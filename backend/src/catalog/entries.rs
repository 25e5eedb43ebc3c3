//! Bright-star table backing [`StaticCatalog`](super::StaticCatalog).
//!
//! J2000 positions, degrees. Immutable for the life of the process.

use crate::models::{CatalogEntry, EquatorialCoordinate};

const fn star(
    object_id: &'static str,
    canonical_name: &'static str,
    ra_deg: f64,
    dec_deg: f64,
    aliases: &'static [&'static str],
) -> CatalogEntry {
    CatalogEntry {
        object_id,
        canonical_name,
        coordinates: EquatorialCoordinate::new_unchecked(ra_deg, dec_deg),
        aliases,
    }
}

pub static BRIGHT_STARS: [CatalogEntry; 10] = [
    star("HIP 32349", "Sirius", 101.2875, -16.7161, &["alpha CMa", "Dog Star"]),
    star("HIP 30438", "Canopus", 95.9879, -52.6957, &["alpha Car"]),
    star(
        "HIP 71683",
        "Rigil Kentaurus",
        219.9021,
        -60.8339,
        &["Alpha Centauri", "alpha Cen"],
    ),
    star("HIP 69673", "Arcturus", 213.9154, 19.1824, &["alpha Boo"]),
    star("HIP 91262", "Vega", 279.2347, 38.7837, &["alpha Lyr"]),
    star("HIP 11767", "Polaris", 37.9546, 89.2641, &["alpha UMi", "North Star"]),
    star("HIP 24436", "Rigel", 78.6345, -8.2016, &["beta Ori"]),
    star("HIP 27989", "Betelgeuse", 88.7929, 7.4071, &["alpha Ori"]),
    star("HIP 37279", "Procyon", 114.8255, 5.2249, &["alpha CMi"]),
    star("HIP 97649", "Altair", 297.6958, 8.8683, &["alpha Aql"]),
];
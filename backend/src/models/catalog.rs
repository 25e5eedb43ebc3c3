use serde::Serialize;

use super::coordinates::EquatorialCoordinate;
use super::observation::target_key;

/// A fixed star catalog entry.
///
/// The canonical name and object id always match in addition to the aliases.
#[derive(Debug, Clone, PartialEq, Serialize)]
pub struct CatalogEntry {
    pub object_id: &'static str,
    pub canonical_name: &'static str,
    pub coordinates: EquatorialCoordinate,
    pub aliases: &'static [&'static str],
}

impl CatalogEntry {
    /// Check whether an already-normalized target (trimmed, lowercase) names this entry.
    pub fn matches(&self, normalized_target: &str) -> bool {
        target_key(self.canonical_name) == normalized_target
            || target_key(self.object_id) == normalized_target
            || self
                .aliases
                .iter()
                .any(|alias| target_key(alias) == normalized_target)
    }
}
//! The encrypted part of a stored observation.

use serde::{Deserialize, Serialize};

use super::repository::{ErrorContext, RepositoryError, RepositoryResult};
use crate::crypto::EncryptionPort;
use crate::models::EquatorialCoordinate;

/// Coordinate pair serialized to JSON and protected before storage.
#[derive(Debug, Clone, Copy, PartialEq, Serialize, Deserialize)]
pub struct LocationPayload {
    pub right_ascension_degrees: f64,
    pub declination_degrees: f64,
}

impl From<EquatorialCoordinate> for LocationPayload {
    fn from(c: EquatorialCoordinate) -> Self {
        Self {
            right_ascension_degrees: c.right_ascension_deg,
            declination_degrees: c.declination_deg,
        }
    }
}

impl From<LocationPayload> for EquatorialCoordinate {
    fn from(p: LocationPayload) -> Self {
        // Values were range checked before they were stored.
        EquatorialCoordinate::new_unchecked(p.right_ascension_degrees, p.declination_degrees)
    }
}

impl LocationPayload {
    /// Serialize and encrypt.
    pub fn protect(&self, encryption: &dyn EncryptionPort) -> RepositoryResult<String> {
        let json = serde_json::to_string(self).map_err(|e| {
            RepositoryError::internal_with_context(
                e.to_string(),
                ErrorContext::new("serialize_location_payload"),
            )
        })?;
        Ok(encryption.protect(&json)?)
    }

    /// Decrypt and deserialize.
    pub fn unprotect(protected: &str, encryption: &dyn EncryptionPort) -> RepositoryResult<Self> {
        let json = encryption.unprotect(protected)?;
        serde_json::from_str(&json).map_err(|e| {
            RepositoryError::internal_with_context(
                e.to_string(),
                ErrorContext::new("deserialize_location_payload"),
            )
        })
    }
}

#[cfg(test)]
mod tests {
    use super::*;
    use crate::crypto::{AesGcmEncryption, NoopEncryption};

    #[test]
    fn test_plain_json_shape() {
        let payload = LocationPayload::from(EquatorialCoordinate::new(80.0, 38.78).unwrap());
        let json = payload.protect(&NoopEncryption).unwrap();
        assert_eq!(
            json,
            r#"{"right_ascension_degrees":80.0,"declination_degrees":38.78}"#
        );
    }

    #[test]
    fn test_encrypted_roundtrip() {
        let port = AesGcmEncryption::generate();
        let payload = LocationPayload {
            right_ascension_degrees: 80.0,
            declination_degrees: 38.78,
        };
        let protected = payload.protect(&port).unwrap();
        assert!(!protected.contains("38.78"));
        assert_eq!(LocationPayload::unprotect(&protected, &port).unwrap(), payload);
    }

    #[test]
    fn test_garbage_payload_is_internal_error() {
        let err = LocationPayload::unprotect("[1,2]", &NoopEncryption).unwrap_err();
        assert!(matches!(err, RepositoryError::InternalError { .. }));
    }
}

* TASK REQUIREMENTS
A complete answer gives every line of the records holding "EncryptionPort".

* EXERCISE ANSWER
use crate::crypto::EncryptionPort;
    pub fn protect(&self, encryption: &dyn EncryptionPort) -> RepositoryResult<String> {
    pub fn unprotect(protected: &str, encryption: &dyn EncryptionPort) -> RepositoryResult<Self> {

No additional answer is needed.